Augmented RBMLE-UCB Approach for Adaptive Control of Linear Quadratic Systems
This work addresses the adaptive LQ control problem for stochastic systems, offering a novel algorithm that combines historical and modern optimism-based approaches, with incremental improvements in empirical performance over existing methods.

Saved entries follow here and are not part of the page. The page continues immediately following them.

//! Prometheus metric sink.
//!
//! Every poll cycle builds a complete [`DeviceMetrics`] set on the side and
//! hands it to [`MetricSink::publish`], which swaps it in under a short write
//! lock. Scrapes clone the current pointer under a read lock, so a reader
//! sees either the previous cycle's gauges or the new ones, never a
//! half-populated set.

use std::collections::HashMap;
use std::sync::Arc;

use prometheus::proto::MetricFamily;
use prometheus::{Encoder, GaugeVec, Opts, Registry, TextEncoder};
use tokio::sync::RwLock;

use crate::device::{DeviceLabels, MetricName, Observation, LABEL_NAMES};
use crate::error::SinkError;

/// Namespace prefixed to every exposed metric.
pub const NAMESPACE: &str = "domoticz";

/// One complete set of device gauges.
///
/// Each set owns its own registry, so building the next cycle's set never
/// touches the one being scraped.
pub struct DeviceMetrics {
    registry: Registry,
    gauges: HashMap<MetricName, GaugeVec>,
}

impl DeviceMetrics {
    /// Declare all device gauges with no label combinations set.
    pub fn new() -> Result<Self, SinkError> {
        let registry = Registry::new_custom(Some(NAMESPACE.to_string()), None)?;
        let mut gauges = HashMap::with_capacity(MetricName::ALL.len());

        for metric in MetricName::ALL {
            let gauge = GaugeVec::new(Opts::new(metric.as_str(), metric.help()), &LABEL_NAMES)?;
            registry.register(Box::new(gauge.clone()))?;
            gauges.insert(metric, gauge);
        }

        Ok(Self { registry, gauges })
    }

    /// Build a set holding exactly `observations`.
    pub fn from_observations<'a, I>(observations: I) -> Result<Self, SinkError>
    where
        I: IntoIterator<Item = &'a Observation>,
    {
        let metrics = Self::new()?;
        for observation in observations {
            metrics.record(observation)?;
        }
        Ok(metrics)
    }

    /// Overwrite the value of one label combination.
    pub fn set(&self, metric: MetricName, labels: &DeviceLabels, value: f64) -> Result<(), SinkError> {
        let gauge = self.gauges.get(&metric).ok_or_else(|| {
            prometheus::Error::Msg(format!("gauge {} is not declared", metric))
        })?;
        gauge
            .get_metric_with_label_values(&labels.values())?
            .set(value);
        Ok(())
    }

    /// Record one observation.
    pub fn record(&self, observation: &Observation) -> Result<(), SinkError> {
        self.set(observation.metric, &observation.labels, observation.value)
    }

    /// Drop every label combination of every gauge.
    pub fn reset(&self) {
        for gauge in self.gauges.values() {
            gauge.reset();
        }
    }

    /// Number of label combinations currently set, across all gauges.
    pub fn series_count(&self) -> usize {
        self.gather().iter().map(|mf| mf.get_metric().len()).sum()
    }

    fn gather(&self) -> Vec<MetricFamily> {
        self.registry.gather()
    }
}

impl std::fmt::Debug for DeviceMetrics {
    fn fmt(&self, f: &mut std::fmt::Formatter<'_>) -> std::fmt::Result {
        f.debug_struct("DeviceMetrics")
            .field("series", &self.series_count())
            .finish_non_exhaustive()
    }
}

/// The published device gauges plus optional process metrics.
pub struct MetricSink {
    current: RwLock<Arc<DeviceMetrics>>,
    process: Option<Registry>,
}

impl MetricSink {
    /// Create an empty sink.
    ///
    /// With `collect_default_metrics`, process metrics are registered once
    /// under the same namespace.
    pub fn new(collect_default_metrics: bool) -> Result<Self, SinkError> {
        let process = if collect_default_metrics {
            Some(process_registry()?)
        } else {
            None
        };

        Ok(Self {
            current: RwLock::new(Arc::new(DeviceMetrics::new()?)),
            process,
        })
    }

    /// Replace the published gauges with `next` in one step.
    pub async fn publish(&self, next: DeviceMetrics) {
        let next = Arc::new(next);
        *self.current.write().await = next;
    }

    /// Publish an empty set: no device is reporting anything.
    pub async fn reset(&self) -> Result<(), SinkError> {
        self.publish(DeviceMetrics::new()?).await;
        Ok(())
    }

    /// Currently published gauges.
    pub async fn snapshot(&self) -> Arc<DeviceMetrics> {
        Arc::clone(&*self.current.read().await)
    }

    /// Encode the current state in the Prometheus text format.
    pub async fn render(&self) -> Result<String, SinkError> {
        let current = self.snapshot().await;

        let mut families = current.gather();
        if let Some(ref process) = self.process {
            families.extend(process.gather());
        }

        let encoder = TextEncoder::new();
        let mut buffer = Vec::new();
        encoder.encode(&families, &mut buffer)?;
        Ok(String::from_utf8(buffer)?)
    }

    /// Content type advertised for [`MetricSink::render`] output.
    pub fn content_type(&self) -> &'static str {
        prometheus::TEXT_FORMAT
    }

    /// Whether process metrics are exposed.
    pub fn collects_default_metrics(&self) -> bool {
        self.process.is_some()
    }
}

impl std::fmt::Debug for MetricSink {
    fn fmt(&self, f: &mut std::fmt::Formatter<'_>) -> std::fmt::Result {
        f.debug_struct("MetricSink")
            .field("process", &self.process.is_some())
            .finish_non_exhaustive()
    }
}

#[cfg(target_os = "linux")]
fn process_registry() -> Result<Registry, SinkError> {
    let registry = Registry::new_custom(Some(NAMESPACE.to_string()), None)?;
    registry.register(Box::new(
        prometheus::process_collector::ProcessCollector::for_self(),
    ))?;
    Ok(registry)
}

#[cfg(not(target_os = "linux"))]
fn process_registry() -> Result<Registry, SinkError> {
    tracing::warn!("Process metrics are only available on Linux");
    Ok(Registry::new_custom(Some(NAMESPACE.to_string()), None)?)
}

#[cfg(test)]
mod tests {
    use super::*;
    use std::time::Duration;

    fn labels(name: &str) -> DeviceLabels {
        DeviceLabels {
            name: name.to_string(),
            idx: "1".to_string(),
            ..Default::default()
        }
    }

    fn observation(metric: MetricName, name: &str, value: f64) -> Observation {
        Observation {
            metric,
            labels: labels(name),
            value,
        }
    }

    /// Value of the sample of `metric` whose `name` label is `device`.
    fn sample(text: &str, metric: &str, device: &str) -> Option<f64> {
        let prefix = format!("{}_{}{{", NAMESPACE, metric);
        let name_label = format!("name=\"{}\"", device);
        text.lines()
            .filter(|line| line.starts_with(&prefix) && line.contains(&name_label))
            .find_map(|line| line.rsplit(' ').next()?.parse().ok())
    }

    #[test]
    fn test_set_overwrites() {
        let metrics = DeviceMetrics::new().unwrap();
        metrics.set(MetricName::TempTemp, &labels("Attic"), 20.0).unwrap();
        metrics.set(MetricName::TempTemp, &labels("Attic"), 21.0).unwrap();
        metrics.set(MetricName::TempHumidity, &labels("Attic"), 40.0).unwrap();

        assert_eq!(metrics.series_count(), 2);
    }

    #[test]
    fn test_reset_clears_everything() {
        let metrics = DeviceMetrics::from_observations(&[
            observation(MetricName::LightLevel, "A", 10.0),
            observation(MetricName::UtilityUsage, "B", 300.0),
        ])
        .unwrap();
        assert_eq!(metrics.series_count(), 2);

        metrics.reset();
        assert_eq!(metrics.series_count(), 0);
    }

    #[tokio::test]
    async fn test_render_contains_namespaced_samples() {
        let sink = MetricSink::new(false).unwrap();
        let next = DeviceMetrics::from_observations(&[
            observation(MetricName::LightLevel, "Kitchen", 50.0),
            observation(MetricName::LightStatus, "Kitchen", 1.0),
        ])
        .unwrap();
        sink.publish(next).await;

        let text = sink.render().await.unwrap();
        assert!(text.contains("# HELP domoticz_light_level Lighting device level"));
        assert!(text.contains("# TYPE domoticz_light_level gauge"));
        assert!(text.contains("hardwaretype=\"\""));
        assert_eq!(sample(&text, "light_level", "Kitchen"), Some(50.0));
        assert_eq!(sample(&text, "light_status", "Kitchen"), Some(1.0));
    }

    #[tokio::test]
    async fn test_publish_replaces_previous_devices() {
        let sink = MetricSink::new(false).unwrap();
        sink.publish(
            DeviceMetrics::from_observations(&[observation(MetricName::TempTemp, "Old", 5.0)])
                .unwrap(),
        )
        .await;
        sink.publish(
            DeviceMetrics::from_observations(&[observation(MetricName::TempTemp, "New", 6.0)])
                .unwrap(),
        )
        .await;

        let text = sink.render().await.unwrap();
        assert_eq!(sample(&text, "temp_temp", "Old"), None);
        assert_eq!(sample(&text, "temp_temp", "New"), Some(6.0));
    }

    #[tokio::test]
    async fn test_reset_publishes_empty_set() {
        let sink = MetricSink::new(false).unwrap();
        sink.publish(
            DeviceMetrics::from_observations(&[observation(MetricName::LightLevel, "A", 1.0)])
                .unwrap(),
        )
        .await;
        sink.reset().await.unwrap();

        assert_eq!(sink.snapshot().await.series_count(), 0);
        assert!(!sink.render().await.unwrap().contains("domoticz_light_level"));
    }

    #[tokio::test]
    async fn test_render_during_rebuild_sees_complete_snapshot() {
        let sink = Arc::new(MetricSink::new(false).unwrap());
        let before: Vec<Observation> = (0..20)
            .map(|i| observation(MetricName::WeatherTemp, &format!("dev{}", i), 1.0))
            .collect();
        sink.publish(DeviceMetrics::from_observations(&before).unwrap()).await;
        let old_text = sink.render().await.unwrap();

        // Next set is half built and then stalls before publishing.
        let next = DeviceMetrics::new().unwrap();
        for i in 0..10 {
            next.set(MetricName::WeatherTemp, &labels(&format!("dev{}", i)), 2.0).unwrap();
        }
        let reader = {
            let sink = Arc::clone(&sink);
            tokio::spawn(async move { sink.render().await.unwrap() })
        };
        tokio::time::sleep(Duration::from_millis(20)).await;
        assert_eq!(reader.await.unwrap(), old_text);

        for i in 10..20 {
            next.set(MetricName::WeatherTemp, &labels(&format!("dev{}", i)), 2.0).unwrap();
        }
        sink.publish(next).await;

        let new_text = sink.render().await.unwrap();
        for i in 0..20 {
            assert_eq!(sample(&new_text, "weather_temp", &format!("dev{}", i)), Some(2.0));
        }
    }

    #[tokio::test]
    async fn test_concurrent_readers_never_see_partial_state() {
        let sink = Arc::new(MetricSink::new(false).unwrap());
        let first: Vec<Observation> = (0..50)
            .map(|i| observation(MetricName::UtilityData, &format!("m{}", i), 1.0))
            .collect();
        let second: Vec<Observation> = (0..50)
            .map(|i| observation(MetricName::UtilityData, &format!("m{}", i), 2.0))
            .collect();

        sink.publish(DeviceMetrics::from_observations(&first).unwrap()).await;
        let first_text = sink.render().await.unwrap();
        let second_text = DeviceMetrics::from_observations(&second)
            .map(|m| {
                let encoder = TextEncoder::new();
                let mut buffer = Vec::new();
                encoder.encode(&m.gather(), &mut buffer).unwrap();
                String::from_utf8(buffer).unwrap()
            })
            .unwrap();

        let readers: Vec<_> = (0..16)
            .map(|_| {
                let sink = Arc::clone(&sink);
                tokio::spawn(async move { sink.render().await.unwrap() })
            })
            .collect();
        sink.publish(DeviceMetrics::from_observations(&second).unwrap()).await;

        for reader in readers {
            let text = reader.await.unwrap();
            assert!(text == first_text || text == second_text);
        }
    }

    #[cfg(target_os = "linux")]
    #[tokio::test]
    async fn test_process_metrics_are_namespaced() {
        let sink = MetricSink::new(true).unwrap();
        assert!(sink.collects_default_metrics());

        let text = sink.render().await.unwrap();
        assert!(text.contains("domoticz_process_"));
    }

    #[test]
    fn test_content_type() {
        let sink = MetricSink::new(false).unwrap();
        assert!(sink.content_type().starts_with("text/plain"));
    }
}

The paper tackles the adaptive control of unknown stochastic linear systems with quadratic costs by reconciling the Reward Biased Maximum Likelihood Estimate (RBMLE) and Upper Confidence Bound (UCB) methods, proposing an Augmented RBMLE-UCB algorithm that achieves the best-known theoretical regret of $\Tilde{\mathcal{O}}(\sqrt{T})$ and empirically outperforms several benchmarks, such as UCB and Thompson Sampling, by a huge margin in simulations including flight control examples.
We consider the problem of controlling an unknown stochastic linear system with quadratic costs - called the adaptive LQ control problem. We re-examine an approach called ''Reward Biased Maximum Likelihood Estimate'' (RBMLE) that was proposed more than forty years ago, and which predates the ''Upper Confidence Bound'' (UCB) method as well as the definition of ''regret'' for bandit problems. It simply added a term favoring parameters with larger rewards to the criterion for parameter estimation. We show how the RBMLE and UCB methods can be reconciled, and thereby propose an Augmented RBMLE-UCB algorithm that combines the penalty of the RBMLE method with the constraints of the UCB method, uniting the two approaches to optimism in the face of uncertainty. We establish that theoretically, this method retains $\Tilde{\mathcal{O}}(\sqrt{T})$ regret, the best-known so far. We further compare the empirical performance of the proposed Augmented RBMLE-UCB and the standard RBMLE (without the augmentation) with UCB, Thompson Sampling, Input Perturbation, Randomized Certainty Equivalence and StabL on many real-world examples including flight control of Boeing 747 and Unmanned Aerial Vehicle. We perform extensive simulation studies showing that the Augmented RBMLE consistently outperforms UCB, Thompson Sampling and StabL by a huge margin, while it is marginally better than Input Perturbation and moderately better than Randomized Certainty Equivalence.